-- AIM OF THE TASK --
Given the entries that follow, write out exactly the lines starting at the one containing "filename src/cloud/pipeline.rs" and ending at the one containing "every caller afterwards.", both ends included, and only those.

-- RECORD EXCERPTS --
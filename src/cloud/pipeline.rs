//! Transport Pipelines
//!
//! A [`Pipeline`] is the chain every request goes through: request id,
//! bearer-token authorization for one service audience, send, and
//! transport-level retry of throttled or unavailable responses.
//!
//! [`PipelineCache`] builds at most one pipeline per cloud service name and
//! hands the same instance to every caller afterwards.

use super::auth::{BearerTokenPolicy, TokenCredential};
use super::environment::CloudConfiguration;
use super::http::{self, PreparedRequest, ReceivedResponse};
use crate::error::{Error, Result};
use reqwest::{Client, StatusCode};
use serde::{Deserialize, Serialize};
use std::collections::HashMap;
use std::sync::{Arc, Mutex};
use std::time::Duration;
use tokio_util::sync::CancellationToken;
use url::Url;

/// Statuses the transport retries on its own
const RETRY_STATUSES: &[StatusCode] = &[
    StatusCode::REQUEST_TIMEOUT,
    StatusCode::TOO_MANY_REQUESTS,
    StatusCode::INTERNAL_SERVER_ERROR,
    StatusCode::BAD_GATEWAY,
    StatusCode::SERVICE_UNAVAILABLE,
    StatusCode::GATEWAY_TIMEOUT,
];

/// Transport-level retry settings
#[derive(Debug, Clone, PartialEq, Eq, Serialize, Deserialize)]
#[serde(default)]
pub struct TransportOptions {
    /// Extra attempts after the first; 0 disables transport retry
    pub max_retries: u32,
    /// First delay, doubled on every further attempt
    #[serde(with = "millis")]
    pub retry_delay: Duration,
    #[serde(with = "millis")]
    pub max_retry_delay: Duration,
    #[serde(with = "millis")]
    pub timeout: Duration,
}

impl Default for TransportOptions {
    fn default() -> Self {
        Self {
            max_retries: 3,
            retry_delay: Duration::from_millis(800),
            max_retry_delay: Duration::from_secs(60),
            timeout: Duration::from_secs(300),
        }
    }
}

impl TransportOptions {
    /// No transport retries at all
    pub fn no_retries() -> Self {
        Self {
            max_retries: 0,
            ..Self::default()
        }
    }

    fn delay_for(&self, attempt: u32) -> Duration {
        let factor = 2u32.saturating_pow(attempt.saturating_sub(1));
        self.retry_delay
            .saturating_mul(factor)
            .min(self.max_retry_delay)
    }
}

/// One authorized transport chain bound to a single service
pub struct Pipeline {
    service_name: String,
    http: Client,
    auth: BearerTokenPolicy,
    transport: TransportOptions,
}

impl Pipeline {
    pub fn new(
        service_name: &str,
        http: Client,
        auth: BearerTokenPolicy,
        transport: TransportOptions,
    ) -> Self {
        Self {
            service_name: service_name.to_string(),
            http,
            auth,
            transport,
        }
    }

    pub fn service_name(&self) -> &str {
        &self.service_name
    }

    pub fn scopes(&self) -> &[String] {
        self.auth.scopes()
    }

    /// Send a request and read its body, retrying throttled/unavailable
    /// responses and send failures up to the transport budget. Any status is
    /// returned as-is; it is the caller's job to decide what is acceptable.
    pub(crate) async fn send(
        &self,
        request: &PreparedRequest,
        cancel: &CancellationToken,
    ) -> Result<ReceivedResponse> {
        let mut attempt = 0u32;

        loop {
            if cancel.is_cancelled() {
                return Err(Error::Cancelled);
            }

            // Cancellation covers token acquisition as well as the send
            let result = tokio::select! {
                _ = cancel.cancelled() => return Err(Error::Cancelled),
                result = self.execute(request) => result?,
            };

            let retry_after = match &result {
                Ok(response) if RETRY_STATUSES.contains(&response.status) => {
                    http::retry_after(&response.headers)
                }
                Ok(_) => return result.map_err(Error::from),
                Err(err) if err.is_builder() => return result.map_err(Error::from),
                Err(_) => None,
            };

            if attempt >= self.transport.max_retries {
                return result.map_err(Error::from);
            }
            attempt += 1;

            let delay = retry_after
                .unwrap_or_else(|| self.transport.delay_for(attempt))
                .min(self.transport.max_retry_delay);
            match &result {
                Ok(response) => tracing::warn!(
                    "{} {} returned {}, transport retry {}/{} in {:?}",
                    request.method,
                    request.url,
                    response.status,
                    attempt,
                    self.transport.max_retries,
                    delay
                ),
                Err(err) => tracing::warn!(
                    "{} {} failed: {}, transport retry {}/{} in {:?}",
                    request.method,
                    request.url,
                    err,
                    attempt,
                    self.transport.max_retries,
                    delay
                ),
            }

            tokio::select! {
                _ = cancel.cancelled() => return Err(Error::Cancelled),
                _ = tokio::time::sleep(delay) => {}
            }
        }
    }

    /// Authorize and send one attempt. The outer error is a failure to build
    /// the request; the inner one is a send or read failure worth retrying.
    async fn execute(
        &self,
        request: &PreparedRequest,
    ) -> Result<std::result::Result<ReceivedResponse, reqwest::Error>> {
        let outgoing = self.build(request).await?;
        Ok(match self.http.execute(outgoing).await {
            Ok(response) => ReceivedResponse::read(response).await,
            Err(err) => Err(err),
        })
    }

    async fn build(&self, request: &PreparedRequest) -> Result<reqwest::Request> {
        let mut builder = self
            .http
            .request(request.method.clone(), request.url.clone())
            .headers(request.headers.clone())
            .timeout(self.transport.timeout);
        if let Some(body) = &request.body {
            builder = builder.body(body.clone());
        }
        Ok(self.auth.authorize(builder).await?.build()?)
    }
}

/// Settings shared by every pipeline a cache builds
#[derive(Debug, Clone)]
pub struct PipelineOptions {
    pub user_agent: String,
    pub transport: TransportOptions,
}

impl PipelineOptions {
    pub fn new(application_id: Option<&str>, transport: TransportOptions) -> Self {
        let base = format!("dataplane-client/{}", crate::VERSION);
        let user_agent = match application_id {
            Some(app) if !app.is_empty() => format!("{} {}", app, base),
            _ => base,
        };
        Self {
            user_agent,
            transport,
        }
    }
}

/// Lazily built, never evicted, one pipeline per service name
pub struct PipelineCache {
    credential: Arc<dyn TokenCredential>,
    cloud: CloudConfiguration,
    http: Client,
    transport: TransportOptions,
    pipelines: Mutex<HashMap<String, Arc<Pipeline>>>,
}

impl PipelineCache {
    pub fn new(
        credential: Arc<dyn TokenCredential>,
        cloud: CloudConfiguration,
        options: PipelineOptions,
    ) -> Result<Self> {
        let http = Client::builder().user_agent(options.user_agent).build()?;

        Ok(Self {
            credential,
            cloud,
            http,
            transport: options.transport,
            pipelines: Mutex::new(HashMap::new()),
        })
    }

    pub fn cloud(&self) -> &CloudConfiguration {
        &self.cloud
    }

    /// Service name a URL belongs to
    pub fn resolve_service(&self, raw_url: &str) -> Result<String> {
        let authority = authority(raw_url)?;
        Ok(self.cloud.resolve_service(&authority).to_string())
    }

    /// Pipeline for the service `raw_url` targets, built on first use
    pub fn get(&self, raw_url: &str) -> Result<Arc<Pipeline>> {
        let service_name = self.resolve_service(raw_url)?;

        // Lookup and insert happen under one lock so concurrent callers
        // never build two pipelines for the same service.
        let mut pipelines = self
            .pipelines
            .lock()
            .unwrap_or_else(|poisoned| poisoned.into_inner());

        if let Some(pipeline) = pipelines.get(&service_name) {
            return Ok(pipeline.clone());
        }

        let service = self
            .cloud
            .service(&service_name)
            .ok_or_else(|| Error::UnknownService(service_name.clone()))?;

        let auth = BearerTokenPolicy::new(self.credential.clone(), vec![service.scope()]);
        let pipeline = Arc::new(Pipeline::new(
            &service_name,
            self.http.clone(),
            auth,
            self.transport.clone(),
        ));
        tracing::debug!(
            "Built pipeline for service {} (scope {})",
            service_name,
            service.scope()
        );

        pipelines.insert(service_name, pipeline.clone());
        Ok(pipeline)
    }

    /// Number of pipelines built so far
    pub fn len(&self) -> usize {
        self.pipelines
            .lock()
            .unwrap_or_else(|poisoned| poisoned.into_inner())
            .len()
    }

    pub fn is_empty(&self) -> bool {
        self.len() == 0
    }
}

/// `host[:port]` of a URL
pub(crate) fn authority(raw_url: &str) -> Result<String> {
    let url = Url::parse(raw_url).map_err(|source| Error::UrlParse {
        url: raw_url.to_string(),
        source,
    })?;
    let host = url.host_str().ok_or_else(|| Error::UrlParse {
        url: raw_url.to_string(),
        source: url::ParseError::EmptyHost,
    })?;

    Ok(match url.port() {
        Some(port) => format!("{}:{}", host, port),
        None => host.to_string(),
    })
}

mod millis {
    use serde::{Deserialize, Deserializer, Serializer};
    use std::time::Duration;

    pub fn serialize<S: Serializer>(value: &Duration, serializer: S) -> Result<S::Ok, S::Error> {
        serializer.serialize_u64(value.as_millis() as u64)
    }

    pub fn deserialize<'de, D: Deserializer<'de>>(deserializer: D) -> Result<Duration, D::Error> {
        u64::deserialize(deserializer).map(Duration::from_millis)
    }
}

...

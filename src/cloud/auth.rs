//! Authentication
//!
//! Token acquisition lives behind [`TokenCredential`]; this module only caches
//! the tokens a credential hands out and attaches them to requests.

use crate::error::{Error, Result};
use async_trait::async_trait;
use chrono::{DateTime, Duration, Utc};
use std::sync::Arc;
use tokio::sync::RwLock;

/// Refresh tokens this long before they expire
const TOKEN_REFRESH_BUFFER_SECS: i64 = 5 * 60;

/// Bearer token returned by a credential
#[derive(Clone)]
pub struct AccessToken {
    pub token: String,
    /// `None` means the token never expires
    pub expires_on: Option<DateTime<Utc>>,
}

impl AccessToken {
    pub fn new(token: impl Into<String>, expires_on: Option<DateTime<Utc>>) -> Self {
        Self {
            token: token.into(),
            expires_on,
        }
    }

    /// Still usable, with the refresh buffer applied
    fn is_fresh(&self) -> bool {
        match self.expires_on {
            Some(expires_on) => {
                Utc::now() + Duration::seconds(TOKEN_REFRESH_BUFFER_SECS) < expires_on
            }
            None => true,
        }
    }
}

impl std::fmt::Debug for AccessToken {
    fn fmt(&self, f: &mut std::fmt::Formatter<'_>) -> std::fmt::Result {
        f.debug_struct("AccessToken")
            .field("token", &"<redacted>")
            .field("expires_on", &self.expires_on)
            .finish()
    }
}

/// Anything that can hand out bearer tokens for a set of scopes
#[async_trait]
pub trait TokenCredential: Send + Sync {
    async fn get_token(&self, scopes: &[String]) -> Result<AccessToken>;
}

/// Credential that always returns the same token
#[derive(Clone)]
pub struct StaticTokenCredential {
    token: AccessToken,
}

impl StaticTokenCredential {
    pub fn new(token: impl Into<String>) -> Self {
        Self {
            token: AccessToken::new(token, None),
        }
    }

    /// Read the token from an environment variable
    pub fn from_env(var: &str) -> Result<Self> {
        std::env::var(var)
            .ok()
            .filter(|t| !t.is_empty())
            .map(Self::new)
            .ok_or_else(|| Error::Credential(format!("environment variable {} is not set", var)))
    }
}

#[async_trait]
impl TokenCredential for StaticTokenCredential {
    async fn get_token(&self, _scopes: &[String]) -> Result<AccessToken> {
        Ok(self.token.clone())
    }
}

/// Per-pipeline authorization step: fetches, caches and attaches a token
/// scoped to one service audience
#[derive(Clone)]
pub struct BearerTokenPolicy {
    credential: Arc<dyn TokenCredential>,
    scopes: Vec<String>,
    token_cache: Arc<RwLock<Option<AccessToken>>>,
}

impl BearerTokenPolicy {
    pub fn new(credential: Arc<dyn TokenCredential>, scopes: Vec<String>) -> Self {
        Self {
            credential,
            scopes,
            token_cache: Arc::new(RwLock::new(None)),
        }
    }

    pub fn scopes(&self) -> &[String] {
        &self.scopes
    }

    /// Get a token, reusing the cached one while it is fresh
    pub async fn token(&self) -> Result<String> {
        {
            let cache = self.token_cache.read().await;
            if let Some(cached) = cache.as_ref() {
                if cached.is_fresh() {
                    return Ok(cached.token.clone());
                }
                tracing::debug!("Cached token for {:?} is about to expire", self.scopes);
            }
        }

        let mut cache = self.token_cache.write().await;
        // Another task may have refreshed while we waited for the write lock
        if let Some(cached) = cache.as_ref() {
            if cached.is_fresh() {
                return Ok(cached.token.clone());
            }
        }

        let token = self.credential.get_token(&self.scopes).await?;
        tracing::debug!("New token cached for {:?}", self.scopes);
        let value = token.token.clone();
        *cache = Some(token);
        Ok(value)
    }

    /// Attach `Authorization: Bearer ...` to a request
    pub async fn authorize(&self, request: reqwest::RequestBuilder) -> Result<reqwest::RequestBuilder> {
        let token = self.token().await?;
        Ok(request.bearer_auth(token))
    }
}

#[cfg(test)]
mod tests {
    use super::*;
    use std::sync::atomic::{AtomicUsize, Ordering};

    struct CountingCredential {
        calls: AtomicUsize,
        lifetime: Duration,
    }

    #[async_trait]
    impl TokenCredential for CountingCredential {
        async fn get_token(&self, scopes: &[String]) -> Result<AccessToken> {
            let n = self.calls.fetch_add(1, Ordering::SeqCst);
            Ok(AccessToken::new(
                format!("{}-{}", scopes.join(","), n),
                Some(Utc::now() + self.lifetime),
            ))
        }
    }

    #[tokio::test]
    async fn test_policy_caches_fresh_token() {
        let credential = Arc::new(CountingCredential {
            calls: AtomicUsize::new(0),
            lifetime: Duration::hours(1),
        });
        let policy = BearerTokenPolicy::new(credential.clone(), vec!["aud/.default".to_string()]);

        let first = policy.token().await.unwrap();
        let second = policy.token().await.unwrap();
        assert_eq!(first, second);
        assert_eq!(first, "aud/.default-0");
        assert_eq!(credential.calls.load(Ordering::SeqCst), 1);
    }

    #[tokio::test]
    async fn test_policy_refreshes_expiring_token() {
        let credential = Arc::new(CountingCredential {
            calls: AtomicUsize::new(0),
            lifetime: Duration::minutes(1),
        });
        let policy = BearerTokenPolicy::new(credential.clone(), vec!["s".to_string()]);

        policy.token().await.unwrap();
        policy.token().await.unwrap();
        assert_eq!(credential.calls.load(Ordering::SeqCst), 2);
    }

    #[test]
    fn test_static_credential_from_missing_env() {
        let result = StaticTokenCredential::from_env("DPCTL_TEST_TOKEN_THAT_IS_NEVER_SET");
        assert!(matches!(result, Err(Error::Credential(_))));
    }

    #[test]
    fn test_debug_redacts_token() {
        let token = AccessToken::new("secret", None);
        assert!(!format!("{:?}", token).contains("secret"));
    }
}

-- FINISHED TASK --
filename src/cloud/pipeline.rs
//! Transport Pipelines
//!
//! A [`Pipeline`] is the chain every request goes through: request id,
//! bearer-token authorization for one service audience, send, and
//! transport-level retry of throttled or unavailable responses.
//!
//! [`PipelineCache`] builds at most one pipeline per cloud service name and
//! hands the same instance to every caller afterwards.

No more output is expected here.